- Conference: Big West Conference
- Record: 13–17 (5–11 Big West)
- Head coach: Kermit Davis (3rd season);
- Assistant coach: David Farrar
- Home arena: Kibbie Dome

= 1996–97 Idaho Vandals men's basketball team =

Season of the Idaho Vandals men's basketball team

The 1996–97 Idaho Vandals men's basketball team represented the University of Idaho during the 1996–97 NCAA Division I men's basketball season. New members of the Big West Conference, the Vandals were led by first-year head coach Kermit Davis (third overall) and played their home games on campus at the Kibbie Dome in Moscow, Idaho.
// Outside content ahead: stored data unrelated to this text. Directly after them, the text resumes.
//! Control plane daemon: admin socket, supervisor fleet, lifecycle.

mod client;
mod core;
mod fleet;
mod lifecycle;


pub use core::{DaemonServer, DaemonStatus};
pub use fleet::{Fleet, SUPERVISOR_GRACE};
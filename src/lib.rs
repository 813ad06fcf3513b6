pub mod agent;
pub mod commands;
pub mod config;
pub mod control;
pub mod daemon;
pub mod errors;
pub mod event_loop;
pub mod fingerprint;
pub mod gateway;
pub mod heartbeat;
pub mod process;
pub mod sink;
pub mod supervisor;
pub mod telemetry;
pub mod wire;
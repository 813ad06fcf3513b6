//! Process supervision: one loop, one managed instance.
//!
//! The lifecycle lives in [`state`] as a pure transition function; the
//! [`Supervisor`] runtime turns its effects into process and socket actions
//! and feeds the results back as events.

mod output;
mod runtime;
pub mod state;

pub use output::OutputServer;
pub use runtime::{Inbound, Supervisor, Tick};
pub use state::{RestartCause, SupervisorState};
The Vandals were 13–17 in the regular season and 5–9 in conference play, fifth in the East division standings, but failed to qualify for the Big West tournament. It was the first time Idaho had missed the postseason in eighteen years.

An assistant at Idaho for two seasons under Tim Floyd, Davis was promoted to head coach in April 1988. After consecutive conference titles and NCAA appearances, he left in March 1990 for Texas A&M, but lasted only one season there.

Davis left Idaho again in April 1997 to become associate head coach at LSU in the Southeastern Conference under new head coach John Brady; Vandals' assistant David Farrar was soon promoted to head coach.